Enzymes of type II fatty acid synthesis and apicoplast differentiation and division in Eimeria tenella.
Ferguson DJ., Campbell SA., Henriquez FL., Phan L., Mui E., Richards TA., Muench SP., Allary M., Lu JZ., Prigge ST., Tomley F., Shirley MW., Rice DW., McLeod R., Roberts CW.
Apicomplexan parasites, Eimeria tenella, Plasmodium spp. and Toxoplasma gondii, possess a homologous plastid-like organelle termed the apicoplast, derived from the endosymbiotic enslavement of a photosynthetic alga. However, currently no eimerian nuclear encoded apicoplast targeted proteins have been identified, unlike in Plasmodium spp. and T. gondii. In this study, we demonstrate that nuclear encoded enoyl reductase of E. tenella (EtENR) has a predicted N-terminal bipartite transit sequence, typical of apicoplast-targeted proteins. Using a combination of immunocytochemistry and EM we demonstrate that this fatty acid biosynthesis protein is located in the apicoplast of E. tenella. Using the EtENR as a tool to mark apicoplast development during the Eimeria lifecycle, we demonstrate that nuclear and apicoplast division appear to be independent events, both organelles dividing prior to daughter cell formation, with each daughter cell possessing one to four apicoplasts. We believe this is the first report of multiple apicoplasts present in the infectious stage of an apicomplexan parasite. Furthermore, the microgametes lacked an identifiable apicoplast consistent with maternal inheritance via the macrogamete.

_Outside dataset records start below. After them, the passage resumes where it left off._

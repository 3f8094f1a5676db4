//! Model management endpoints.

use crate::server::state::ServerState;
use axum::{
    extract::{Path, State},
    response::IntoResponse,
    routing::{get, post},
    Json, Router,
};
use serde::Serialize;

/// Create model management router
pub fn create_router() -> Router<ServerState> {
    Router::new()
        .route("/list", get(list_models))
        .route("/load/{model_name}", post(load_model))
        .route("/unload/{model_name}", post(unload_model))
}

/// Load/unload response body
#[derive(Debug, Serialize)]
struct ActionResponse {
    status: &'static str,
    message: String,
}

impl ActionResponse {
    fn new(success: bool, message: String) -> Self {
        Self {
            status: if success { "success" } else { "error" },
            message,
        }
    }
}

/// List loaded models and discovered fine-tuned artifacts.
async fn list_models(State(state): State<ServerState>) -> impl IntoResponse {
    Json(state.registry.list().await)
}

/// Load a model by name. Expected conditions (already loaded, unknown
/// name, engine failure) are reported in the body, not as HTTP errors.
async fn load_model(
    State(state): State<ServerState>,
    Path(model_name): Path<String>,
) -> impl IntoResponse {
    let outcome = state.registry.load(&model_name).await;
    Json(ActionResponse::new(outcome.is_success(), outcome.message()))
}

/// Unload a model by name. A non-loaded name is a normal result.
async fn unload_model(
    State(state): State<ServerState>,
    Path(model_name): Path<String>,
) -> impl IntoResponse {
    let outcome = state.registry.unload(&model_name).await;
    Json(ActionResponse::new(outcome.is_success(), outcome.message()))
}
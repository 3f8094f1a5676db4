//! Model registry and loader.
//!
//! Tracks named model entries and owns at most one loaded pipeline per
//! name. Constructed once at process start and shared via `Arc`; the
//! registry offers no per-name mutual exclusion, so racing load/unload on
//! one name is an accepted limitation of the service.

use crate::config::ModelsConfig;
use crate::runtime::{has_weight_files, FallbackModel, GenerationParams, InferenceEngine, TextGenerator};
use serde::{Deserialize, Serialize};
use std::collections::HashMap;
use std::path::{Path, PathBuf};
use std::sync::Arc;
use tokio::sync::RwLock;
use tracing::{info, warn};

/// Load state of a model entry.
#[derive(Debug, Clone, Copy, PartialEq, Eq, Serialize, Deserialize)]
#[serde(rename_all = "lowercase")]
pub enum LoadStatus {
    Loaded,
    Available,
}

/// Where a model entry came from.
#[derive(Debug, Clone, Copy, PartialEq, Eq, Serialize, Deserialize)]
#[serde(rename_all = "lowercase")]
pub enum ModelOrigin {
    Fallback,
    Pretrained,
    Finetuned,
}

/// One row of the model listing.
#[derive(Debug, Clone, Serialize, Deserialize)]
pub struct ModelEntry {
    pub name: String,
    pub path: String,
    pub status: LoadStatus,
    #[serde(rename = "type")]
    pub origin: ModelOrigin,
}

/// Result of a load request. Expected conditions are outcomes, not
/// errors; engine failures are caught and reported as messages.
#[derive(Debug, Clone, PartialEq, Eq)]
pub enum LoadOutcome {
    Loaded(String),
    AlreadyLoaded(String),
    NotFound(String),
    Failed(String),
}

impl LoadOutcome {
    pub fn is_success(&self) -> bool {
        matches!(self, Self::Loaded(_) | Self::AlreadyLoaded(_))
    }

    pub fn message(&self) -> String {
        match self {
            Self::Loaded(name) => format!("model {name} loaded successfully"),
            Self::AlreadyLoaded(name) => format!("model {name} is already loaded"),
            Self::NotFound(name) => format!("model {name} does not exist"),
            Self::Failed(message) => message.clone(),
        }
    }
}

/// Result of an unload request.
#[derive(Debug, Clone, PartialEq, Eq)]
pub enum UnloadOutcome {
    Unloaded(String),
    NotLoaded(String),
}

impl UnloadOutcome {
    pub fn is_success(&self) -> bool {
        matches!(self, Self::Unloaded(_))
    }

    pub fn message(&self) -> String {
        match self {
            Self::Unloaded(name) => format!("model {name} unloaded successfully"),
            Self::NotLoaded(name) => format!("model {name} is not loaded"),
        }
    }
}

struct LoadedModel {
    path: String,
    origin: ModelOrigin,
    generator: Arc<dyn TextGenerator>,
}

/// Registry of loaded pipelines plus discovery of on-disk fine-tuned
/// artifacts. Scanning never deletes anything.
pub struct ModelRegistry {
    engine: Arc<dyn InferenceEngine>,
    defaults: GenerationParams,
    finetune_root: PathBuf,
    pretrained: HashMap<String, String>,
    loaded: RwLock<HashMap<String, LoadedModel>>,
}

impl ModelRegistry {
    /// Build the registry and seed the `default` entry with the fallback
    /// generator so the service starts without downloading weights.
    pub fn new(
        engine: Arc<dyn InferenceEngine>,
        models: &ModelsConfig,
        defaults: GenerationParams,
    ) -> Self {
        let mut loaded = HashMap::new();
        let default_path = models
            .pretrained
            .get("default")
            .cloned()
            .unwrap_or_else(|| models.default_base.clone());
        loaded.insert(
            "default".to_string(),
            LoadedModel {
                path: default_path,
                origin: ModelOrigin::Fallback,
                generator: Arc::new(FallbackModel),
            },
        );
        info!("seeded registry with fallback default model");

        Self {
            engine,
            defaults,
            finetune_root: models.finetune_output_dir.clone(),
            pretrained: models.pretrained.clone(),
            loaded: RwLock::new(loaded),
        }
    }

    /// All known models: loaded entries plus fine-tuned artifact
    /// directories under the output root. No side effects.
    pub async fn list(&self) -> Vec<ModelEntry> {
        let loaded = self.loaded.read().await;
        let mut entries: Vec<ModelEntry> = loaded
            .iter()
            .map(|(name, model)| ModelEntry {
                name: name.clone(),
                path: model.path.clone(),
                status: LoadStatus::Loaded,
                origin: model.origin,
            })
            .collect();
        entries.sort_by(|a, b| a.name.cmp(&b.name));

        let mut discovered = Vec::new();
        if let Ok(dir) = std::fs::read_dir(&self.finetune_root) {
            for entry in dir.flatten() {
                let path = entry.path();
                if !path.is_dir() || !has_weight_files(&path) {
                    continue;
                }
                let Some(name) = path.file_name().and_then(|n| n.to_str()) else {
                    continue;
                };
                if loaded.contains_key(name) {
                    continue;
                }
                discovered.push(ModelEntry {
                    name: name.to_string(),
                    path: path.display().to_string(),
                    status: LoadStatus::Available,
                    origin: ModelOrigin::Finetuned,
                });
            }
        }
        discovered.sort_by(|a, b| a.name.cmp(&b.name));
        entries.extend(discovered);
        entries
    }

    /// Load a model by name. Idempotent for already-loaded names; engine
    /// failures (missing files, incompatible weights, out-of-memory) are
    /// converted into a `Failed` outcome, never propagated.
    pub async fn load(&self, name: &str) -> LoadOutcome {
        if self.loaded.read().await.contains_key(name) {
            return LoadOutcome::AlreadyLoaded(name.to_string());
        }

        let finetuned = self.finetune_root.join(name);
        let (path, origin) = if finetuned.is_dir() {
            (finetuned, ModelOrigin::Finetuned)
        } else if let Some(path) = self.pretrained.get(name) {
            (PathBuf::from(path), ModelOrigin::Pretrained)
        } else {
            return LoadOutcome::NotFound(name.to_string());
        };

        match self.engine.load_pipeline(&path, &self.defaults).await {
            Ok(generator) => {
                let mut loaded = self.loaded.write().await;
                loaded.insert(
                    name.to_string(),
                    LoadedModel {
                        path: path.display().to_string(),
                        origin,
                        generator,
                    },
                );
                info!(model = name, path = %path.display(), "model loaded");
                LoadOutcome::Loaded(name.to_string())
            }
            Err(e) => {
                warn!(model = name, error = %e, "model load failed");
                LoadOutcome::Failed(format!("failed to load model {name}: {e}"))
            }
        }
    }

    /// Unload a model, dropping its pipeline and any resident memory it
    /// holds. Absent names are a normal result, not an error. On-disk
    /// weights are never touched.
    pub async fn unload(&self, name: &str) -> UnloadOutcome {
        let mut loaded = self.loaded.write().await;
        if loaded.remove(name).is_some() {
            info!(model = name, "model unloaded");
            UnloadOutcome::Unloaded(name.to_string())
        } else {
            UnloadOutcome::NotLoaded(name.to_string())
        }
    }

    /// The generation capability for a loaded name, if any.
    pub async fn generator(&self, name: &str) -> Option<Arc<dyn TextGenerator>> {
        self.loaded
            .read()
            .await
            .get(name)
            .map(|model| Arc::clone(&model.generator))
    }

    pub async fn is_loaded(&self, name: &str) -> bool {
        self.loaded.read().await.contains_key(name)
    }

    pub fn finetune_root(&self) -> &Path {
        &self.finetune_root
    }
}

#[cfg(test)]
mod tests {
    use super::*;
    use crate::error::{Error, Result};
    use crate::runtime::TrainingRun;
    use async_trait::async_trait;

    /// Engine stub: succeeds for existing directories, fails otherwise.
    struct StubEngine;

    #[async_trait]
    impl InferenceEngine for StubEngine {
        async fn load_pipeline(
            &self,
            path: &Path,
            _defaults: &GenerationParams,
        ) -> Result<Arc<dyn TextGenerator>> {
            if path.is_dir() {
                Ok(Arc::new(FallbackModel))
            } else {
                Err(Error::invalid_model(path.display().to_string(), "missing"))
            }
        }

        async fn train_adapter(
            &self,
            _base_model: &Path,
            _corpus: &[String],
            _run: &TrainingRun,
            _output_dir: &Path,
        ) -> Result<()> {
            Ok(())
        }
    }

    fn registry_with_root(root: &Path) -> ModelRegistry {
        let models = ModelsConfig {
            finetune_output_dir: root.to_path_buf(),
            default_base: "Qwen/Qwen2.5-0.5B-Instruct".to_string(),
            pretrained: HashMap::from([(
                "default".to_string(),
                "Qwen/Qwen2.5-0.5B-Instruct".to_string(),
            )]),
        };
        ModelRegistry::new(Arc::new(StubEngine), &models, GenerationParams::default())
    }

    #[tokio::test]
    async fn test_default_is_seeded_loaded() {
        let dir = tempfile::tempdir().unwrap();
        let registry = registry_with_root(&dir.path().join("none"));
        let entries = registry.list().await;
        assert_eq!(entries.len(), 1);
        assert_eq!(entries[0].name, "default");
        assert_eq!(entries[0].status, LoadStatus::Loaded);
        assert_eq!(entries[0].origin, ModelOrigin::Fallback);
        drop(dir);
    }

    #[tokio::test]
    async fn test_load_is_idempotent() {
        let dir = tempfile::tempdir().unwrap();
        let registry = registry_with_root(dir.path());
        let before = registry.list().await.len();

        let outcome = registry.load("default").await;
        assert_eq!(outcome, LoadOutcome::AlreadyLoaded("default".to_string()));
        assert!(outcome.is_success());
        assert_eq!(registry.list().await.len(), before);
    }

    #[tokio::test]
    async fn test_load_unknown_name_is_not_found() {
        let dir = tempfile::tempdir().unwrap();
        let registry = registry_with_root(dir.path());
        let outcome = registry.load("missing-model").await;
        assert_eq!(outcome, LoadOutcome::NotFound("missing-model".to_string()));
        assert!(!outcome.is_success());
        assert!(outcome.message().contains("does not exist"));
    }

    #[tokio::test]
    async fn test_load_finetuned_directory() {
        let dir = tempfile::tempdir().unwrap();
        let model_dir = dir.path().join("demo_finetuned");
        std::fs::create_dir_all(&model_dir).unwrap();
        std::fs::write(model_dir.join("adapter_model.safetensors"), b"x").unwrap();

        let registry = registry_with_root(dir.path());
        let listed = registry.list().await;
        assert!(listed
            .iter()
            .any(|e| e.name == "demo_finetuned" && e.status == LoadStatus::Available));

        let outcome = registry.load("demo_finetuned").await;
        assert_eq!(outcome, LoadOutcome::Loaded("demo_finetuned".to_string()));
        assert!(registry.is_loaded("demo_finetuned").await);

        // Now listed once, as loaded.
        let listed = registry.list().await;
        let entries: Vec<_> = listed.iter().filter(|e| e.name == "demo_finetuned").collect();
        assert_eq!(entries.len(), 1);
        assert_eq!(entries[0].status, LoadStatus::Loaded);
        assert_eq!(entries[0].origin, ModelOrigin::Finetuned);
    }

    #[tokio::test]
    async fn test_load_failure_is_reported_not_raised() {
        let dir = tempfile::tempdir().unwrap();
        let models = ModelsConfig {
            finetune_output_dir: dir.path().to_path_buf(),
            default_base: "base".to_string(),
            pretrained: HashMap::from([(
                "broken".to_string(),
                "/nonexistent/path".to_string(),
            )]),
        };
        let registry =
            ModelRegistry::new(Arc::new(StubEngine), &models, GenerationParams::default());

        let outcome = registry.load("broken").await;
        assert!(matches!(outcome, LoadOutcome::Failed(_)));
        assert!(outcome.message().contains("failed to load model broken"));
    }

    #[tokio::test]
    async fn test_unload_not_loaded_is_normal() {
        let dir = tempfile::tempdir().unwrap();
        let registry = registry_with_root(dir.path());
        let outcome = registry.unload("nobody").await;
        assert_eq!(outcome, UnloadOutcome::NotLoaded("nobody".to_string()));
        assert!(outcome.message().contains("not loaded"));
    }

    #[tokio::test]
    async fn test_unload_removes_entry_only() {
        let dir = tempfile::tempdir().unwrap();
        let model_dir = dir.path().join("demo_finetuned");
        std::fs::create_dir_all(&model_dir).unwrap();
        std::fs::write(model_dir.join("adapter_model.safetensors"), b"x").unwrap();

        let registry = registry_with_root(dir.path());
        registry.load("demo_finetuned").await;
        let outcome = registry.unload("demo_finetuned").await;
        assert!(outcome.is_success());
        assert!(!registry.is_loaded("demo_finetuned").await);
        // Artifacts survive the unload.
        assert!(model_dir.join("adapter_model.safetensors").is_file());
    }
}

It was found that the size of the organelle and the abundance of EtENR varied with developmental stage of the E. tenella lifecycle. The high levels of EtENR protein observed during asexual development and macrogametogony is potentially associated with the increased synthesis of fatty acids required for the rapid formation of numerous merozoites and for the extracellular development and survival of the oocyst. Taken together the data demonstrate that the E. tenella apicoplast participates in type II fatty acid biosynthesis with increased expression of ENR during parasite growth. Apicoplast division results in the simultaneous formation of multiple fragments. The division mechanism is unknown, but is independent of nuclear division and occurs prior to daughter formation.